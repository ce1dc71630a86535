// Pwspush - Push personal weather station readings to Weather Underground
//
// Copyright 2022 Nick Pillitteri
//
// This program is free software: you can redistribute it and/or modify
// it under the terms of the GNU General Public License as published by
// the Free Software Foundation, either version 3 of the License, or
// (at your option) any later version.
//
// This program is distributed in the hope that it will be useful,
// but WITHOUT ANY WARRANTY; without even the implied warranty of
// MERCHANTABILITY or FITNESS FOR A PARTICULAR PURPOSE.  See the
// GNU General Public License for more details.
//
// You should have received a copy of the GNU General Public License
// along with this program.  If not, see <http://www.gnu.org/licenses/>.
//

use std::collections::{HashMap, HashSet};
use std::sync::LazyLock;

/// Current readings of a station, parameter name to value.
///
/// Values are decimal numbers or API category codes, already formatted the way
/// they should appear in the request.
pub type ReadingSet = HashMap<String, String>;

/// Parameters accepted by the update API plus celsius and hectopascal aliases
/// that get converted before being sent.
///
/// See https://support.weather.com/s/article/PWS-Upload-Protocol
pub const API_PARAMETERS: &[&str] = &[
    "winddir",
    "windspeedmph",
    "windgustmph",
    "windgustdir",
    "windspdmph_avg2m",
    "winddir_avg2m",
    "windgustmph_10m",
    "windgustdir_10m",
    "humidity",
    "dewptf",
    "tempf",
    "rainin",
    "dailyrainin",
    "baromin",
    "weather",
    "clouds",
    "soiltempf",
    "soilmoisture",
    "leafwetness",
    "solarradiation",
    "visibility",
    "indoortempf",
    "indoorhumidity",
    // pollution
    "AqNO",
    "AqNO2T",
    "AqNO2",
    "AqNO2Y",
    "AqNOX",
    "AqNOY",
    "AqNO3",
    "AqSO4",
    "AqSO2",
    "AqSO2T",
    "AqCO",
    "AqCOT",
    "AqEC",
    "AqOC",
    "AqBC",
    "AqUV",
    "AqPM2.5",
    "AqPM10",
    "AqOZONE",
    // aliases
    "tempc",
    "indoortempc",
    "barohpa",
];

static ALLOWED_PARAMETERS: LazyLock<HashSet<&'static str>> = LazyLock::new(|| API_PARAMETERS.iter().copied().collect());

/// Return true if `key` is a parameter the update API (or one of our aliases) accepts.
pub fn is_allowed(key: &str) -> bool {
    ALLOWED_PARAMETERS.contains(key)
}

/// Return the first parameter of the reading set that isn't allowed, if any.
pub fn first_invalid(readings: &ReadingSet) -> Option<&str> {
    readings.keys().map(String::as_str).find(|k| !is_allowed(k))
}

/// Return true if every parameter of the reading set is allowed. A single unknown
/// parameter makes the whole set invalid.
pub fn is_valid(readings: &ReadingSet) -> bool {
    first_invalid(readings).is_none()
}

#### EXERCISE INSTRUCTIONS:
Tell how many lines of the listing include the word "that", replying with nothing but the number.

#### WRITTEN ANSWER:
3